Stored data entries:
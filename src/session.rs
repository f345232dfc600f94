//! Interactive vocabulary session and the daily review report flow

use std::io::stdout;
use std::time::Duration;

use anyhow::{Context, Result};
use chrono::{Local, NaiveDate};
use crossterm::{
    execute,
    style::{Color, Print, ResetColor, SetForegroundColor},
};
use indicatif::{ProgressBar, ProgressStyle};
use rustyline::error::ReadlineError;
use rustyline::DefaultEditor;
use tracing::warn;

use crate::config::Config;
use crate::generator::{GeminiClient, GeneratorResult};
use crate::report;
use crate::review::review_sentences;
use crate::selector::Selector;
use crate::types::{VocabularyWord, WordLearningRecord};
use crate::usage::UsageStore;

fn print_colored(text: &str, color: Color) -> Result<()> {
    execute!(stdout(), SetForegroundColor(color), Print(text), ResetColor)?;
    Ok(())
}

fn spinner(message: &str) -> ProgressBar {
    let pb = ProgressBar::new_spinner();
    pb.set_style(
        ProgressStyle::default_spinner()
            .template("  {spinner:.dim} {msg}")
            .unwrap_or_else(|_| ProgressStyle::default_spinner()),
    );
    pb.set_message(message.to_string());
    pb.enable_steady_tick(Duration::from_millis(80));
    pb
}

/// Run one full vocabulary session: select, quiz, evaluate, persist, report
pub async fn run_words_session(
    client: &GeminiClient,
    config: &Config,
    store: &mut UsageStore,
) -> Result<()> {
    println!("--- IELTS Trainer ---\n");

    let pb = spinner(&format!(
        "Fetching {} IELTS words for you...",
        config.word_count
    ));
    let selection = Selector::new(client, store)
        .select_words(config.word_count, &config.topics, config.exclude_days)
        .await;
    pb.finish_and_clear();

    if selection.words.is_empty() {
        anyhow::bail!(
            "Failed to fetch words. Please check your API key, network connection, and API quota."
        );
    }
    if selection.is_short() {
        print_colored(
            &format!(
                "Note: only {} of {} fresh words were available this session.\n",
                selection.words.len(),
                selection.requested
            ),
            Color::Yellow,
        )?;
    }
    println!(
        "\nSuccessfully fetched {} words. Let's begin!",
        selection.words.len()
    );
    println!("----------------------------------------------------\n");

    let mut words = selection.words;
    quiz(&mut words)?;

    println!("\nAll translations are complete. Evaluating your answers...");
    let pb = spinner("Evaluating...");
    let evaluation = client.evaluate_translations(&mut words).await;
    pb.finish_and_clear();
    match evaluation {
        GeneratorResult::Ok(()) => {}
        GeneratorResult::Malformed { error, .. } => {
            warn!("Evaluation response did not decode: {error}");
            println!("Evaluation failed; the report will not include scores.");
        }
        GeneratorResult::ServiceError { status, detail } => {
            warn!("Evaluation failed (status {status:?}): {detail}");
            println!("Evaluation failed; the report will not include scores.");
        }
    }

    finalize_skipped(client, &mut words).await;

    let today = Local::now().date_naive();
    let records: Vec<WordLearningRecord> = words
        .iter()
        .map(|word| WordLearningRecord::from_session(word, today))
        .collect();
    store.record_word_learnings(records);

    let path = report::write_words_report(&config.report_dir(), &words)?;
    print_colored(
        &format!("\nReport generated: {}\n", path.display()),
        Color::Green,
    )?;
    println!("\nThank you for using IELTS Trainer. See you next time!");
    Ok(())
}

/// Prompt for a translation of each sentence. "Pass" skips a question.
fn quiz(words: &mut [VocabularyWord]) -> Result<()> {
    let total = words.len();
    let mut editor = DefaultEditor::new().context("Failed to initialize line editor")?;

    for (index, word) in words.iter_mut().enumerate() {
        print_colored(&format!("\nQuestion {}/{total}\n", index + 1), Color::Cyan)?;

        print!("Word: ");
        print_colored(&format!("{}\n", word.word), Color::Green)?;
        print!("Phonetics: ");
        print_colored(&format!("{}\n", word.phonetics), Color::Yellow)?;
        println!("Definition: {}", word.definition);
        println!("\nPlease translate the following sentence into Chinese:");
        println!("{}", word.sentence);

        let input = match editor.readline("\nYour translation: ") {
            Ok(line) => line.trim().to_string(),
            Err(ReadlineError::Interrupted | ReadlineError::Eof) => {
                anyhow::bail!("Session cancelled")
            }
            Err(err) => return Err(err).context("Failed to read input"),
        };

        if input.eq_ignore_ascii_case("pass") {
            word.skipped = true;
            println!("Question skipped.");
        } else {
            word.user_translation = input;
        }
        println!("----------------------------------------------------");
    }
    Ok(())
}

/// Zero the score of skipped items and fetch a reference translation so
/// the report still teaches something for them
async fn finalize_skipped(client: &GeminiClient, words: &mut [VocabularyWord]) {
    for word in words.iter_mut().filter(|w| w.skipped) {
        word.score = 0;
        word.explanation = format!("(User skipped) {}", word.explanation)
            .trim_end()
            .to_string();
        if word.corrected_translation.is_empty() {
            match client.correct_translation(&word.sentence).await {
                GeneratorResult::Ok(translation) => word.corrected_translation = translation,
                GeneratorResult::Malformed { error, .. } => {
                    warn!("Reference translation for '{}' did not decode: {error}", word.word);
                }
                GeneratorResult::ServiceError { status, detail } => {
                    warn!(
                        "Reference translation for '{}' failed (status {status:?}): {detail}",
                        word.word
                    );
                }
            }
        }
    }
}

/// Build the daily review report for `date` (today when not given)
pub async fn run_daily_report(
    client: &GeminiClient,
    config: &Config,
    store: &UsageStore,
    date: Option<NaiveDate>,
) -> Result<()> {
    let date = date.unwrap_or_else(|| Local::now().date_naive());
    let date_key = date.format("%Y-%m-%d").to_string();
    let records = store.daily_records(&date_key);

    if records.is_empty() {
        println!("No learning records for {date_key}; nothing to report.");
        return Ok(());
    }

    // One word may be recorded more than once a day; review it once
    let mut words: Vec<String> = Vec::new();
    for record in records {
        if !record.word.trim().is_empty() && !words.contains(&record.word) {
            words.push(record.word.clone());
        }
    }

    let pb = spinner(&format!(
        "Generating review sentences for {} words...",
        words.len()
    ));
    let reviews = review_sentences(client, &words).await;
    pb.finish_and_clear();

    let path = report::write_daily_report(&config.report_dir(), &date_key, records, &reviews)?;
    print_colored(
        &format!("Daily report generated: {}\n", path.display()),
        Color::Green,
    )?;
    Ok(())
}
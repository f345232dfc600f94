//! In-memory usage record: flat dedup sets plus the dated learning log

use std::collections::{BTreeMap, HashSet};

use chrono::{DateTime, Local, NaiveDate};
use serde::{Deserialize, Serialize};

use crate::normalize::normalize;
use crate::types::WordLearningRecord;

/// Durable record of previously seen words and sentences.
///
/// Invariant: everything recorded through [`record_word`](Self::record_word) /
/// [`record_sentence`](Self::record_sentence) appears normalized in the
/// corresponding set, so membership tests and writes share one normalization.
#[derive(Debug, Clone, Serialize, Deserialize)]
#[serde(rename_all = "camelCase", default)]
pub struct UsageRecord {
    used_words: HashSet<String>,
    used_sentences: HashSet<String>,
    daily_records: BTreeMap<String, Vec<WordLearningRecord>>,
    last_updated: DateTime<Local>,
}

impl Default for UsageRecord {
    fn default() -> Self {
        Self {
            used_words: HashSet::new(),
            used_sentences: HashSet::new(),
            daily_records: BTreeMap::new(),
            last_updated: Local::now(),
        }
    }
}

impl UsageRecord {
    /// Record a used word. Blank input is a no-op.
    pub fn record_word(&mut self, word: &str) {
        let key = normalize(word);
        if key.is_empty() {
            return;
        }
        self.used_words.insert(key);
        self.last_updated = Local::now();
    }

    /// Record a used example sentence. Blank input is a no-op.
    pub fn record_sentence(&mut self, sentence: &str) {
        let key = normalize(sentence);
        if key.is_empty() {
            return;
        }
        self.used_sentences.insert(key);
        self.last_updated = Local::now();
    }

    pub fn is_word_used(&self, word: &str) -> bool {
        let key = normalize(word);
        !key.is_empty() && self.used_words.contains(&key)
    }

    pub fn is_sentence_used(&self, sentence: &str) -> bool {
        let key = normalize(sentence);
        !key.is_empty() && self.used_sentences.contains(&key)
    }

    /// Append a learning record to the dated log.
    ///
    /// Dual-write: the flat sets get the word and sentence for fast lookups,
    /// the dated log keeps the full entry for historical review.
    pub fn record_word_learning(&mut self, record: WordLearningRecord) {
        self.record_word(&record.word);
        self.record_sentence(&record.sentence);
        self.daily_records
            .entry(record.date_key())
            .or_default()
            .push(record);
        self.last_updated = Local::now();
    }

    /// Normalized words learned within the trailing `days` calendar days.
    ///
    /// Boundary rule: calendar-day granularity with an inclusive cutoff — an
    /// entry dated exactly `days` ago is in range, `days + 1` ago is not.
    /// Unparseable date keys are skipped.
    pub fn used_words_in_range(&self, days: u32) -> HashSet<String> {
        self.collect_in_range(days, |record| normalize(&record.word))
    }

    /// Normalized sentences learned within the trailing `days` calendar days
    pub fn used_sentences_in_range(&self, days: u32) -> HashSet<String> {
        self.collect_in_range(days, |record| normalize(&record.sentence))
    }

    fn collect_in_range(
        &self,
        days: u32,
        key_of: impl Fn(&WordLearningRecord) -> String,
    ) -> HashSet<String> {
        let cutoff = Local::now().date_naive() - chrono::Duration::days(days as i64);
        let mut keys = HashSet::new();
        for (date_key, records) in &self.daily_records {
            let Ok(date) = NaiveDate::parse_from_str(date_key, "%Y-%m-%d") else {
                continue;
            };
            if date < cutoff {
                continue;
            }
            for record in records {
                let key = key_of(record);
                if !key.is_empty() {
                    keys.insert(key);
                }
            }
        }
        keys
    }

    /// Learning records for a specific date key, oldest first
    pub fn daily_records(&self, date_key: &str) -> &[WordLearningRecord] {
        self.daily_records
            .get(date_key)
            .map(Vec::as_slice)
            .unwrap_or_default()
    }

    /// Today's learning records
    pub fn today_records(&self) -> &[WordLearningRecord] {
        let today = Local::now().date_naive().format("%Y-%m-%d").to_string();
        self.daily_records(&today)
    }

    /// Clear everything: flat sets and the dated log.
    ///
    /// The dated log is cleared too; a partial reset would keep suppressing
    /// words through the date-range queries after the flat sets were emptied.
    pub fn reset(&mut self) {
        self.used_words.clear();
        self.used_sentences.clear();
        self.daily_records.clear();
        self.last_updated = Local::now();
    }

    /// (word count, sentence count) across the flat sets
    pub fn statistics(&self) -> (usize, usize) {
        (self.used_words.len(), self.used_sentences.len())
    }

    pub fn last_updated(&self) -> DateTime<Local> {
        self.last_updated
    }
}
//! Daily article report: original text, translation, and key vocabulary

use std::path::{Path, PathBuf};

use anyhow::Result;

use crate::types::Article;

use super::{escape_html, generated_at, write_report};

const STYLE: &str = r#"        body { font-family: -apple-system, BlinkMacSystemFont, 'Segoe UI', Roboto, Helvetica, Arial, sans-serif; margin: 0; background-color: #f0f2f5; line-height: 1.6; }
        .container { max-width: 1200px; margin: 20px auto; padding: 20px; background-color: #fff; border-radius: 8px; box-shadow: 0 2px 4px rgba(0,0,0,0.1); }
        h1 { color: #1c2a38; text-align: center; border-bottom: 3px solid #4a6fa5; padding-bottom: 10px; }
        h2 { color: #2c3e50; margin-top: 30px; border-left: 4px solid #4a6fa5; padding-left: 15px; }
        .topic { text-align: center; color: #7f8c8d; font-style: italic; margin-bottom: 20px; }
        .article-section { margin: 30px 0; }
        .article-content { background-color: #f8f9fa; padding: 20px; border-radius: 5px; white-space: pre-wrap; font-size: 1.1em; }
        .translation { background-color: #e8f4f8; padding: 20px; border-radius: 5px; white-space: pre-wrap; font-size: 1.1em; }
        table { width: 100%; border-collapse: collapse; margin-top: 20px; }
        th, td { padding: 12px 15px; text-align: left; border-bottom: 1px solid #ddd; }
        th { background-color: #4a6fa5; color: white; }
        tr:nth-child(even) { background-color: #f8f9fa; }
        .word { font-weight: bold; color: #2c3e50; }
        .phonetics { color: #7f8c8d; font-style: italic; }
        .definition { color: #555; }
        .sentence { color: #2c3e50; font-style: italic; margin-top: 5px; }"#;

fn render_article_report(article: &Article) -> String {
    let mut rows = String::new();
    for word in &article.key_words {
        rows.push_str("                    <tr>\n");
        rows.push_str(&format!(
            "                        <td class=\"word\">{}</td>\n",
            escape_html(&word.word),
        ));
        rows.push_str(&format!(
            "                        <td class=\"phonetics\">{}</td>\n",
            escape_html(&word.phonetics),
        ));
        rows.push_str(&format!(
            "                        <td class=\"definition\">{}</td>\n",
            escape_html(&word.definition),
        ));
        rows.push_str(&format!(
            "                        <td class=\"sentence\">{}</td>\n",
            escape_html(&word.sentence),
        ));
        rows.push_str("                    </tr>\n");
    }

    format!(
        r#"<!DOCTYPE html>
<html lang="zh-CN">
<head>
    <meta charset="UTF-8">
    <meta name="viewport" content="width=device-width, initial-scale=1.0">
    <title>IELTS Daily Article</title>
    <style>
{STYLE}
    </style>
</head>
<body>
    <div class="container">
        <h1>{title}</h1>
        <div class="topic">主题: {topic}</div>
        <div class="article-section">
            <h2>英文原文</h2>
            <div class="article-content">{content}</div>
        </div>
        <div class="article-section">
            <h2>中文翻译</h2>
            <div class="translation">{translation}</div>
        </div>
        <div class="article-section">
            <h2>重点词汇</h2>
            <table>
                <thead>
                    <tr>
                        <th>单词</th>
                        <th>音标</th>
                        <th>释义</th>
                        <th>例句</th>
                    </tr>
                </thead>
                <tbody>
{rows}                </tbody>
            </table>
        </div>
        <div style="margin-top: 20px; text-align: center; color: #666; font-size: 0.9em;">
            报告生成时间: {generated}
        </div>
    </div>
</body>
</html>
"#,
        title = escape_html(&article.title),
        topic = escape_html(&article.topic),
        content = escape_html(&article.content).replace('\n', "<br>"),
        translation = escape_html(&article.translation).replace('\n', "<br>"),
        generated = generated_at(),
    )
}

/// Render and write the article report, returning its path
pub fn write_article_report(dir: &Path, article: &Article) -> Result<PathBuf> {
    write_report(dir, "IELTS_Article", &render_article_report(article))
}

Aim of the exercise: All lines above containing the string "selection" are to be collected.

Solution for this task:
    let selection = Selector::new(client, store)
    if selection.words.is_empty() {
    if selection.is_short() {
                selection.words.len(),
                selection.requested
        selection.words.len()
    let mut words = selection.words;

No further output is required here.